But now he looks more like a cross between a crow and a peacock, I don't know if that is such and improvement


----------



## ComposerOfAvantGarde (Dec 2, 2011)

Piwikiwi said:


> But now he looks more like a cross between a crow and a peacock, I don't know if that is such and improvement


Its the ornithological ambiguity that audiences find so compelling of these younger performers.


----------



## Piwikiwi (Apr 1, 2011)

ComposerOfAvantGarde said:


> Its the ornithological ambiguity that audiences find so compelling to these younger performers.


Today's audiences would love Charlie "Bird" Parker then.


----------



## Nereffid (Feb 6, 2013)

Golden Age thinking. "Things were so much better back in the day" - almost invariably (and by sheer coincidence!) back in the speaker's formative years. Some of us are more susceptible to it than others. For classical performers the existence of recordings has probably made it a bit tougher because the critic can still listen to the performance that so impressed him 60 years ago.


----------



## joen_cph (Jan 17, 2010)

But the liberties of the old days generally had a different character than those taken today. They mostly can' t be compared and called similar as regards the content.


----------



## hpowders (Dec 23, 2013)

superhorn said:


> I*n the thread on member's musical pet peeves , somebody, I forget who , mentioned the supposed*
> "*lack of personality " of today's musicians while praising the great ones of the past for having*
> *an abundance of this elusive musical quality of "personality", whatever that might be .*
> Supposedly, today's young performers are obsessed with technique ,speed and accuracy
> ...


Yes. That would be me and I stand by my opinion. I can easily identify the playing of Francescatti, Stern, Menuhin, Heifetz and Milstein. Today's violinists, not. Most of them sound the same to me.

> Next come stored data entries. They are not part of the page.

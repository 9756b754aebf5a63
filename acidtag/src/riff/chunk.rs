use super::acid::TempoLoopRecord;
use super::fmt::{DataChunk, FormatChunk};
use super::inst::InstrumentRecord;
use super::{ACID_ID, DATA_ID, FMT_ID, INST_ID};
use crate::error::Result;
use crate::macros::{err, malformed_err};
use crate::util::alloc::fallible_zeroed_vec;
use crate::util::io::SeekStreamLen;

use std::io::{ErrorKind as IoErrorKind, Read, Seek, SeekFrom, Write};

use byteorder::{LittleEndian, ReadBytesExt, WriteBytesExt};

/// A four character chunk identifier
pub type ChunkId = [u8; 4];

/// The size of a chunk header (identifier + length)
pub const CHUNK_HEADER_SIZE: u64 = 8;

/// The identifier and declared content length of a chunk
#[derive(Debug, Copy, Clone, PartialEq, Eq)]
pub struct ChunkHeader {
	/// The chunk's identifier
	pub id: ChunkId,
	/// The content length, excluding the header and any pad byte
	pub size: u32,
}

impl ChunkHeader {
	/// Whether a pad byte follows the content
	pub fn is_padded(self) -> bool {
		self.size % 2 != 0
	}
}

/// Read the chunk header at `offset`
///
/// # Errors
///
/// * Fewer than 8 bytes are available at `offset` ([`ErrorKind::MalformedHeader`](crate::error::ErrorKind::MalformedHeader))
/// * `data` fails to read
pub fn read_header<R>(data: &mut R, offset: u64) -> Result<ChunkHeader>
where
	R: Read + Seek,
{
	let len = data.stream_len_hack()?;
	if len.saturating_sub(offset) < CHUNK_HEADER_SIZE {
		malformed_err!(@BAIL "Not enough data remaining for a chunk header");
	}

	data.seek(SeekFrom::Start(offset))?;
	parse_header(data)
}

pub(crate) fn parse_header<R>(data: &mut R) -> Result<ChunkHeader>
where
	R: Read,
{
	let mut id = [0; 4];
	match data.read_exact(&mut id) {
		Ok(()) => {},
		Err(e) if e.kind() == IoErrorKind::UnexpectedEof => {
			malformed_err!(@BAIL "Unable to read chunk identifier")
		},
		Err(e) => return Err(e.into()),
	}

	let size = match data.read_u32::<LittleEndian>() {
		Ok(size) => size,
		Err(e) if e.kind() == IoErrorKind::UnexpectedEof => {
			malformed_err!(@BAIL "Unable to read chunk length")
		},
		Err(e) => return Err(e.into()),
	};

	Ok(ChunkHeader { id, size })
}

/// Read exactly `header.size` content bytes starting at `offset`
///
/// # Errors
///
/// * Fewer than `header.size` bytes remain ([`ErrorKind::TruncatedChunk`](crate::error::ErrorKind::TruncatedChunk))
/// * `data` fails to read
pub fn read_payload<R>(data: &mut R, offset: u64, header: ChunkHeader) -> Result<Vec<u8>>
where
	R: Read + Seek,
{
	let declared = u64::from(header.size);
	let available = data.stream_len_hack()?.saturating_sub(offset);
	if declared > available {
		err!(TruncatedChunk {
			id: header.id,
			declared,
			available,
		});
	}

	data.seek(SeekFrom::Start(offset))?;

	let mut content = fallible_zeroed_vec(header.size as usize, usize::MAX)?;
	data.read_exact(&mut content)?;

	Ok(content)
}

/// Pad `bytes` to an even length
///
/// One zero byte is appended when the length is odd, otherwise `bytes` is returned untouched.
///
/// # Examples
///
/// ```rust
/// use acidtag::riff::word_align;
///
/// assert_eq!(word_align(vec![1, 2, 3]), vec![1, 2, 3, 0]);
/// assert_eq!(word_align(vec![1, 2]), vec![1, 2]);
/// ```
pub fn word_align(mut bytes: Vec<u8>) -> Vec<u8> {
	if bytes.len() % 2 != 0 {
		bytes.push(0);
	}

	bytes
}

/// A single chunk, as it appears in a container
///
/// The content is held verbatim, chunks that are never decoded and replaced are written back
/// byte for byte.
#[derive(Debug, Clone, PartialEq, Eq)]
pub struct RiffChunk {
	id: ChunkId,
	content: Vec<u8>,
}

impl RiffChunk {
	/// Create a chunk from its identifier and content
	pub fn new(id: ChunkId, content: Vec<u8>) -> Self {
		Self { id, content }
	}

	/// The chunk's identifier
	pub fn id(&self) -> ChunkId {
		self.id
	}

	/// The chunk's content, excluding the header and pad byte
	pub fn content(&self) -> &[u8] {
		&self.content
	}

	/// The length written in the chunk header
	pub fn declared_len(&self) -> u32 {
		self.content.len() as u32
	}

	/// The number of bytes the chunk occupies once serialized (header, content and pad byte)
	pub fn serialized_len(&self) -> u64 {
		let content_len = self.content.len() as u64;
		CHUNK_HEADER_SIZE + content_len + (content_len % 2)
	}

	/// Decode the chunk into one of the types acidtag understands
	///
	/// Anything other than `fmt `, `data`, `acid`, and `inst` is [`ChunkData::Opaque`].
	///
	/// # Errors
	///
	/// The content of a known chunk is too small for its layout
	pub fn decode(&self) -> Result<ChunkData<'_>> {
		let content = self.content.as_slice();
		Ok(match self.id {
			FMT_ID => ChunkData::Format(FormatChunk::parse(content)?),
			DATA_ID => ChunkData::Data(DataChunk::from_len(self.declared_len())),
			ACID_ID => ChunkData::TempoLoop(TempoLoopRecord::parse(content)?),
			INST_ID => ChunkData::Instrument(InstrumentRecord::parse(content)?),
			_ => ChunkData::Opaque {
				id: self.id,
				content,
			},
		})
	}

	/// Serialize the chunk (header, content and pad byte)
	pub fn to_bytes(&self) -> Vec<u8> {
		let mut bytes = Vec::with_capacity(self.serialized_len() as usize);
		bytes.extend_from_slice(&self.id);
		bytes.extend_from_slice(&self.declared_len().to_le_bytes());
		bytes.extend_from_slice(&self.content);

		word_align(bytes)
	}

	/// Write the serialized chunk to `writer`
	///
	/// # Errors
	///
	/// `writer` fails to write
	pub fn write_to<W>(&self, writer: &mut W) -> Result<()>
	where
		W: Write,
	{
		writer.write_all(&self.id)?;
		writer.write_u32::<LittleEndian>(self.declared_len())?;
		writer.write_all(&self.content)?;
		if self.content.len() % 2 != 0 {
			writer.write_u8(0)?;
		}

		Ok(())
	}
}

/// A decoded chunk
#[derive(Debug, Clone, PartialEq)]
pub enum ChunkData<'a> {
	/// `fmt `
	Format(FormatChunk),
	/// `data`
	Data(DataChunk),
	/// `acid`
	TempoLoop(TempoLoopRecord),
	/// `inst`
	Instrument(InstrumentRecord),
	/// Anything else, passed through untouched
	Opaque {
		/// The chunk's identifier
		id: ChunkId,
		/// The chunk's content
		content: &'a [u8],
	},
}

/// A record with a fixed content layout, stored in a chunk of its own
pub trait FixedChunk: Sized {
	/// The chunk identifier
	const ID: ChunkId;
	/// The length of the content
	const CONTENT_SIZE: usize;

	/// Decode the record from chunk content
	///
	/// Trailing content beyond [`Self::CONTENT_SIZE`] is ignored.
	///
	/// # Errors
	///
	/// `content` is shorter than [`Self::CONTENT_SIZE`]
	fn parse(content: &[u8]) -> Result<Self> {
		if content.len() < Self::CONTENT_SIZE {
			err!(SizeMismatch {
				id: Self::ID,
				expected: Self::CONTENT_SIZE,
				found: content.len(),
			});
		}

		if content.len() > Self::CONTENT_SIZE {
			log::warn!(
				"\"{}\" chunk has {} trailing bytes, ignoring",
				Self::ID.escape_ascii(),
				content.len() - Self::CONTENT_SIZE
			);
		}

		Self::parse_content(&mut &content[..Self::CONTENT_SIZE])
	}

	/// Decode exactly [`Self::CONTENT_SIZE`] bytes of content
	///
	/// # Errors
	///
	/// `reader` fails to read
	fn parse_content(reader: &mut &[u8]) -> Result<Self>;

	/// Encode exactly [`Self::CONTENT_SIZE`] bytes of content
	///
	/// # Errors
	///
	/// `writer` fails to write
	fn write_content<W>(&self, writer: &mut W) -> Result<()>
	where
		W: Write;

	/// Encode the record as a complete chunk
	///
	/// # Errors
	///
	/// See [`FixedChunk::write_content`]
	fn to_chunk(&self) -> Result<RiffChunk> {
		let mut content = Vec::with_capacity(Self::CONTENT_SIZE);
		self.write_content(&mut content)?;

		Ok(RiffChunk::new(Self::ID, content))
	}
}

/// Walks the chunks of a container, keeping track of the bytes left in it
pub(crate) struct Chunks {
	remaining_size: u64,
	allocation_limit: usize,
	unpadded_end: bool,
}

impl Chunks {
	#[must_use]
	pub(crate) const fn new(container_size: u64, allocation_limit: usize) -> Self {
		Self {
			remaining_size: container_size,
			allocation_limit,
			unpadded_end: false,
		}
	}

	/// Whether the final chunk is odd-sized and its pad byte lies outside the container
	///
	/// Some writers leave the pad out of the RIFF size, in which case it is the first
	/// byte following the container.
	pub(crate) fn unpadded_end(&self) -> bool {
		self.unpadded_end
	}

	/// Read the next chunk, or `None` once the container is exhausted
	pub(crate) fn next<R>(&mut self, data: &mut R) -> Result<Option<RiffChunk>>
	where
		R: Read,
	{
		if self.remaining_size == 0 {
			return Ok(None);
		}

		if self.remaining_size < CHUNK_HEADER_SIZE {
			log::debug!(
				"{} bytes left in container, not enough for a chunk header",
				self.remaining_size
			);
			malformed_err!(@BAIL "Not enough data remaining for a chunk header");
		}

		let header = parse_header(data)?;
		self.remaining_size -= CHUNK_HEADER_SIZE;

		let declared = u64::from(header.size);
		if declared > self.remaining_size {
			err!(TruncatedChunk {
				id: header.id,
				declared,
				available: self.remaining_size,
			});
		}

		let mut content = fallible_zeroed_vec(header.size as usize, self.allocation_limit)?;
		data.read_exact(&mut content)?;
		self.remaining_size -= declared;

		log::debug!(
			"Found chunk \"{}\", size: {} bytes",
			header.id.escape_ascii(),
			header.size
		);

		self.correct_position(data, header)?;

		Ok(Some(RiffChunk::new(header.id, content)))
	}

	fn correct_position<R>(&mut self, data: &mut R, header: ChunkHeader) -> Result<()>
	where
		R: Read,
	{
		// Chunks are expected to start on even boundaries, and are padded
		// with a 0 if necessary. The pad is NOT included in the chunk's size
		if !header.is_padded() {
			return Ok(());
		}

		if self.remaining_size == 0 {
			log::debug!(
				"Chunk \"{}\" has no pad byte within the container",
				header.id.escape_ascii()
			);
			self.unpadded_end = true;
			return Ok(());
		}

		let pad = data.read_u8()?;
		if pad != 0 {
			log::debug!("Found non-zero pad byte ({pad:#04x}), it will be zeroed on write");
		}

		self.remaining_size -= 1;
		Ok(())
	}
}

Never said today's performers aren't "good"; simply that they play like machines. I thank the important musical competitions for that; conservatories seem to prepare its musicians to do well there and the emphasis seems to be on technique for its own sake.

Sorry, but that's my point of view.


----------



## Vesteralen (Jul 14, 2011)

I really don't know about this. I have heard a good bit of playing that seems long on technique but short on individuality these days.

On the other hand, I was blown away when I heard the old warhorse, the Mendelssohn E minor Violin Concerto performed by James Ehnes. I thought I was incapable of responding to this piece in view of how many times I've heard it over the last 40+ years, but this performance, for me, was nothing short of revelatory.

So, I'm not going to generalize about modern performers.


----------



## hpowders (Dec 23, 2013)

Yes, but could you identify Ehnes playing, given say four recordings of another piece, with he being one of the performers?


----------



## Vesteralen (Jul 14, 2011)

hpowders said:


> Yes, but could you identify Ehnes playing, given say four recordings of another piece, with he being one of the performers?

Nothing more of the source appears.